Staff  |  Issue: June 2008  |  June 1, 2008

The patient safety, mortality, and effectiveness domains were each weighted at 30% and equity was weighted at 10% in the creation of a composite score for each institution. The 79 AMCs were divided into five groups according to composite scores for quality and safety, with group one being the five highest-performing AMCs and group five being the 14 lowest-performing ones.

TABLE 1. Characteristics of AMCs That Perform Highly in Quality and Safety

  • Leaders who are dissatisfied with the current state of quality and safety;
  • Chairs who accept responsibility for quality and safety within their departments;
  • Employees who value each other’s critical knowledge and whose relationships are characterized by collaboration;
  • Accountability, innovation, and redundancy at the unit level;
  • Focus on results, human behavior, and work redesign as the keys to improvement;
  • Service excellence added to the focus on quality and safety;
  • Shared sense of purpose among hospital leaders that patient care comes first; and
  • Strong alliance between the executive leadership and the clinical department chairs of the institution.

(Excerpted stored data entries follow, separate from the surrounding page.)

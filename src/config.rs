//! TOML configuration parsing and validation.
//!
//! Every table carries serde defaults, so a config file only needs to
//! name what differs from the stock NAAC SSR setup. Validation happens
//! once in [`load_config`]; everything downstream trusts the values.

use anyhow::{Context, Result};
use serde::Deserialize;
use std::collections::HashSet;
use std::path::{Path, PathBuf};

#[derive(Debug, Deserialize, Clone, Default)]
pub struct Config {
    #[serde(default)]
    pub paths: PathsConfig,
    #[serde(default)]
    pub documents: DocumentsConfig,
    #[serde(default)]
    pub db: DbConfig,
    #[serde(default)]
    pub chunking: ChunkingConfig,
    #[serde(default)]
    pub retrieval: RetrievalConfig,
    #[serde(default)]
    pub embedding: EmbeddingConfig,
    #[serde(default)]
    pub generation: GenerationConfig,
    #[serde(default)]
    pub report: ReportConfig,
}

#[derive(Debug, Deserialize, Clone)]
pub struct PathsConfig {
    #[serde(default = "default_documents_dir")]
    pub documents_dir: PathBuf,
    #[serde(default = "default_cleaned_dir")]
    pub cleaned_dir: PathBuf,
    #[serde(default = "default_chunks_dir")]
    pub chunks_dir: PathBuf,
    #[serde(default = "default_reports_dir")]
    pub reports_dir: PathBuf,
}

impl Default for PathsConfig {
    fn default() -> Self {
        Self {
            documents_dir: default_documents_dir(),
            cleaned_dir: default_cleaned_dir(),
            chunks_dir: default_chunks_dir(),
            reports_dir: default_reports_dir(),
        }
    }
}

fn default_documents_dir() -> PathBuf {
    PathBuf::from("./data")
}
fn default_cleaned_dir() -> PathBuf {
    PathBuf::from("./cleaned_text")
}
fn default_chunks_dir() -> PathBuf {
    PathBuf::from("./chunks")
}
fn default_reports_dir() -> PathBuf {
    PathBuf::from(".")
}

#[derive(Debug, Deserialize, Clone)]
pub struct DocumentsConfig {
    #[serde(default = "default_include_globs")]
    pub include_globs: Vec<String>,
}

impl Default for DocumentsConfig {
    fn default() -> Self {
        Self {
            include_globs: default_include_globs(),
        }
    }
}

fn default_include_globs() -> Vec<String> {
    vec!["*.pdf".to_string(), "*.PDF".to_string()]
}

#[derive(Debug, Deserialize, Clone)]
pub struct DbConfig {
    #[serde(default = "default_db_path")]
    pub path: PathBuf,
    #[serde(default = "default_collection")]
    pub collection: String,
}

impl Default for DbConfig {
    fn default() -> Self {
        Self {
            path: default_db_path(),
            collection: default_collection(),
        }
    }
}

fn default_db_path() -> PathBuf {
    PathBuf::from("./data/index.sqlite")
}
fn default_collection() -> String {
    "naac_chunks".to_string()
}

#[derive(Debug, Deserialize, Clone)]
pub struct ChunkingConfig {
    /// Words per chunk; the last chunk of a document holds the remainder.
    #[serde(default = "default_chunk_size")]
    pub chunk_size: usize,
}

impl Default for ChunkingConfig {
    fn default() -> Self {
        Self {
            chunk_size: default_chunk_size(),
        }
    }
}

fn default_chunk_size() -> usize {
    500
}

#[derive(Debug, Deserialize, Clone)]
pub struct RetrievalConfig {
    #[serde(default = "default_top_k")]
    pub top_k: usize,
    #[serde(default = "default_max_context_chars")]
    pub max_context_chars: usize,
}

impl Default for RetrievalConfig {
    fn default() -> Self {
        Self {
            top_k: default_top_k(),
            max_context_chars: default_max_context_chars(),
        }
    }
}

fn default_top_k() -> usize {
    5
}
fn default_max_context_chars() -> usize {
    6000
}

#[derive(Debug, Deserialize, Clone)]
pub struct EmbeddingConfig {
    #[serde(default = "default_provider")]
    pub provider: String,
    #[serde(default)]
    pub model: Option<String>,
    #[serde(default)]
    pub dims: Option<usize>,
    /// Base URL for the Ollama provider.
    #[serde(default)]
    pub url: Option<String>,
    #[serde(default = "default_batch_size")]
    pub batch_size: usize,
    #[serde(default = "default_max_retries")]
    pub max_retries: u32,
    #[serde(default = "default_timeout_secs")]
    pub timeout_secs: u64,
}

impl Default for EmbeddingConfig {
    fn default() -> Self {
        Self {
            provider: default_provider(),
            model: None,
            dims: None,
            url: None,
            batch_size: default_batch_size(),
            max_retries: default_max_retries(),
            timeout_secs: default_timeout_secs(),
        }
    }
}

fn default_provider() -> String {
    "disabled".to_string()
}
fn default_batch_size() -> usize {
    64
}
fn default_max_retries() -> u32 {
    5
}
fn default_timeout_secs() -> u64 {
    30
}

impl EmbeddingConfig {
    pub fn is_enabled(&self) -> bool {
        self.provider != "disabled"
    }
}

#[derive(Debug, Deserialize, Clone)]
pub struct GenerationConfig {
    #[serde(default = "default_generation_provider")]
    pub provider: String,
    /// Environment variable holding the API credential.
    #[serde(default = "default_api_key_env")]
    pub api_key_env: String,
    /// Pin a model (e.g. `models/gemini-1.5-flash`) instead of auto-selecting.
    #[serde(default)]
    pub model: Option<String>,
    #[serde(default = "default_gemini_base_url")]
    pub base_url: String,
    #[serde(default = "default_generation_timeout_secs")]
    pub timeout_secs: u64,
}

impl Default for GenerationConfig {
    fn default() -> Self {
        Self {
            provider: default_generation_provider(),
            api_key_env: default_api_key_env(),
            model: None,
            base_url: default_gemini_base_url(),
            timeout_secs: default_generation_timeout_secs(),
        }
    }
}

fn default_generation_provider() -> String {
    "gemini".to_string()
}
fn default_api_key_env() -> String {
    "GEMINI_API_KEY".to_string()
}
fn default_gemini_base_url() -> String {
    "https://generativelanguage.googleapis.com/v1beta".to_string()
}
fn default_generation_timeout_secs() -> u64 {
    120
}

impl GenerationConfig {
    pub fn is_enabled(&self) -> bool {
        self.provider != "disabled"
    }
}

/// How a resumed run decides which sections are already in the artifact.
#[derive(Debug, Deserialize, Clone, Copy, PartialEq, Eq, Default)]
#[serde(rename_all = "lowercase")]
pub enum ResumeDetection {
    /// The exact block header (rule, title, rule) must be present.
    #[default]
    Headers,
    /// The title appears anywhere in the artifact text.
    Substring,
}

#[derive(Debug, Deserialize, Clone)]
pub struct SectionConfig {
    pub title: String,
    pub query: String,
}

#[derive(Debug, Deserialize, Clone)]
pub struct ReportConfig {
    #[serde(default = "default_report_title")]
    pub title: String,
    #[serde(default = "default_file_prefix")]
    pub file_prefix: String,
    #[serde(default = "default_report_top_k")]
    pub top_k: usize,
    #[serde(default = "default_base_wait_secs")]
    pub base_wait_secs: u64,
    #[serde(default = "default_max_wait_secs")]
    pub max_wait_secs: u64,
    #[serde(default = "default_section_delay_secs")]
    pub section_delay_secs: u64,
    /// Absent means retry rate-limited calls until they succeed.
    #[serde(default)]
    pub max_rate_limit_retries: Option<u32>,
    #[serde(default)]
    pub resume_detection: ResumeDetection,
    #[serde(default = "default_sections")]
    pub sections: Vec<SectionConfig>,
}

impl Default for ReportConfig {
    fn default() -> Self {
        Self {
            title: default_report_title(),
            file_prefix: default_file_prefix(),
            top_k: default_report_top_k(),
            base_wait_secs: default_base_wait_secs(),
            max_wait_secs: default_max_wait_secs(),
            section_delay_secs: default_section_delay_secs(),
            max_rate_limit_retries: None,
            resume_detection: ResumeDetection::default(),
            sections: default_sections(),
        }
    }
}

fn default_report_title() -> String {
    "NAAC SSR REPORT (AUTO-GENERATED)".to_string()
}
fn default_file_prefix() -> String {
    "NAAC_Report".to_string()
}
fn default_report_top_k() -> usize {
    3
}
fn default_base_wait_secs() -> u64 {
    30
}
fn default_max_wait_secs() -> u64 {
    300
}
fn default_section_delay_secs() -> u64 {
    60
}

fn section(title: &str, query: &str) -> SectionConfig {
    SectionConfig {
        title: title.to_string(),
        query: query.to_string(),
    }
}

/// The seven NAAC SSR criteria, in report order.
pub fn default_sections() -> Vec<SectionConfig> {
    vec![
        section(
            "Criterion 1 - Curricular Aspects",
            "Generate NAAC SSR content for Criterion 1: Curricular Aspects. \
             Include overview, curriculum planning, implementation, feedback mechanism, and outcomes.",
        ),
        section(
            "Criterion 2 - Teaching-Learning and Evaluation",
            "Generate NAAC SSR content for Criterion 2: Teaching-Learning and Evaluation. \
             Include student-centric methods, teacher profile, mentoring, evaluation methods, and outcomes.",
        ),
        section(
            "Criterion 3 - Research, Innovations and Extension",
            "Generate NAAC SSR content for Criterion 3: Research, Innovations and Extension. \
             Include research activities, publications, grants, innovation ecosystem, extension programs, and outcomes.",
        ),
        section(
            "Criterion 4 - Infrastructure and Learning Resources",
            "Generate NAAC SSR content for Criterion 4: Infrastructure and Learning Resources. \
             Include facilities, ICT infrastructure, library resources, labs, maintenance, and utilization.",
        ),
        section(
            "Criterion 5 - Student Support and Progression",
            "Generate NAAC SSR content for Criterion 5: Student Support and Progression. \
             Include scholarships, placement, training, student activities, progression, and alumni engagement.",
        ),
        section(
            "Criterion 6 - Governance, Leadership and Management",
            "Generate NAAC SSR content for Criterion 6: Governance, Leadership and Management. \
             Include vision/mission, organizational structure, strategy, faculty development, and financial management.",
        ),
        section(
            "Criterion 7 - Institutional Values and Best Practices",
            "Generate NAAC SSR content for Criterion 7: Institutional Values and Best Practices. \
             Include environmental initiatives, inclusivity, ethics, best practices, and institutional distinctiveness.",
        ),
    ]
}

pub fn load_config(path: &Path) -> Result<Config> {
    let content = std::fs::read_to_string(path)
        .with_context(|| format!("Failed to read config file: {}", path.display()))?;

    let config: Config = toml::from_str(&content).with_context(|| "Failed to parse config file")?;
    validate(&config)?;
    Ok(config)
}

pub fn validate(config: &Config) -> Result<()> {
    if config.chunking.chunk_size == 0 {
        anyhow::bail!("chunking.chunk_size must be > 0");
    }

    if config.retrieval.top_k == 0 {
        anyhow::bail!("retrieval.top_k must be >= 1");
    }
    if config.retrieval.max_context_chars == 0 {
        anyhow::bail!("retrieval.max_context_chars must be > 0");
    }

    if config.embedding.is_enabled() {
        if config.embedding.dims.is_none() || config.embedding.dims == Some(0) {
            anyhow::bail!(
                "embedding.dims must be > 0 when provider is '{}'",
                config.embedding.provider
            );
        }
        if config.embedding.model.is_none() {
            anyhow::bail!(
                "embedding.model must be specified when provider is '{}'",
                config.embedding.provider
            );
        }
        if config.embedding.batch_size == 0 {
            anyhow::bail!("embedding.batch_size must be > 0");
        }
    }

    match config.embedding.provider.as_str() {
        "disabled" | "openai" | "ollama" | "local" => {}
        other => anyhow::bail!(
            "Unknown embedding provider: '{}'. Must be disabled, openai, ollama, or local.",
            other
        ),
    }

    match config.generation.provider.as_str() {
        "disabled" | "gemini" => {}
        other => anyhow::bail!(
            "Unknown generation provider: '{}'. Must be disabled or gemini.",
            other
        ),
    }

    let report = &config.report;
    if report.top_k == 0 {
        anyhow::bail!("report.top_k must be >= 1");
    }
    if report.base_wait_secs == 0 {
        anyhow::bail!("report.base_wait_secs must be > 0");
    }
    if report.max_wait_secs < report.base_wait_secs {
        anyhow::bail!("report.max_wait_secs must be >= report.base_wait_secs");
    }
    if report.sections.is_empty() {
        anyhow::bail!("report.sections must not be empty");
    }
    let mut seen = HashSet::new();
    for s in &report.sections {
        if s.title.trim().is_empty() {
            anyhow::bail!("report.sections entries need a non-empty title");
        }
        if !seen.insert(s.title.as_str()) {
            anyhow::bail!("duplicate report section title: '{}'", s.title);
        }
    }

    Ok(())
}

#[cfg(test)]
mod tests {
    use super::*;

    fn parse(toml_src: &str) -> Result<Config> {
        let cfg: Config = toml::from_str(toml_src)?;
        validate(&cfg)?;
        Ok(cfg)
    }

    #[test]
    fn empty_file_uses_defaults() {
        let cfg = parse("").unwrap();
        assert_eq!(cfg.chunking.chunk_size, 500);
        assert_eq!(cfg.retrieval.max_context_chars, 6000);
        assert_eq!(cfg.db.collection, "naac_chunks");
        assert_eq!(cfg.report.sections.len(), 7);
        assert_eq!(cfg.report.base_wait_secs, 30);
        assert_eq!(cfg.report.max_wait_secs, 300);
        assert_eq!(cfg.report.resume_detection, ResumeDetection::Headers);
        assert_eq!(cfg.generation.api_key_env, "GEMINI_API_KEY");
    }

    #[test]
    fn zero_chunk_size_rejected() {
        let err = parse("[chunking]\nchunk_size = 0\n").unwrap_err();
        assert!(err.to_string().contains("chunk_size"));
    }

    #[test]
    fn enabled_embedding_requires_dims() {
        let err = parse("[embedding]\nprovider = \"openai\"\nmodel = \"m\"\n").unwrap_err();
        assert!(err.to_string().contains("dims"));
    }

    #[test]
    fn unknown_generation_provider_rejected() {
        let err = parse("[generation]\nprovider = \"other\"\n").unwrap_err();
        assert!(err.to_string().contains("generation provider"));
    }

    #[test]
    fn duplicate_section_titles_rejected() {
        let src = r#"
[[report.sections]]
title = "A"
query = "q1"

[[report.sections]]
title = "A"
query = "q2"
"#;
        let err = parse(src).unwrap_err();
        assert!(err.to_string().contains("duplicate"));
    }

    #[test]
    fn wait_cap_below_base_rejected() {
        let err = parse("[report]\nbase_wait_secs = 60\nmax_wait_secs = 10\n").unwrap_err();
        assert!(err.to_string().contains("max_wait_secs"));
    }

    #[test]
    fn zero_base_wait_rejected() {
        let err = parse("[report]\nbase_wait_secs = 0\nmax_wait_secs = 0\n").unwrap_err();
        assert!(err.to_string().contains("base_wait_secs"));
    }

    #[test]
    fn substring_detection_parses() {
        let cfg = parse("[report]\nresume_detection = \"substring\"\n").unwrap();
        assert_eq!(cfg.report.resume_detection, ResumeDetection::Substring);
    }

    #[test]
    fn example_config_is_valid() {
        let cfg = parse(include_str!("../config/ssr.example.toml")).unwrap();
        assert_eq!(cfg.embedding.provider, "local");
        assert_eq!(cfg.embedding.dims, Some(384));
        assert_eq!(cfg.report.sections.len(), 7);
    }
}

In phase two of the study, the authors selected three institutions from the top five–performing AMCs and three comparison institutions from the middle of the distribution for site visits by an expert team who were blinded to the performance scores of the institutions. The site visit was preceded by a review of documentation related to the quality program, leadership, goal setting activities, and board reports. During the site visit, the authors conducted formal interviews not only with key leaders, but also with front-line employees such as members of the residency programs and nursing staff.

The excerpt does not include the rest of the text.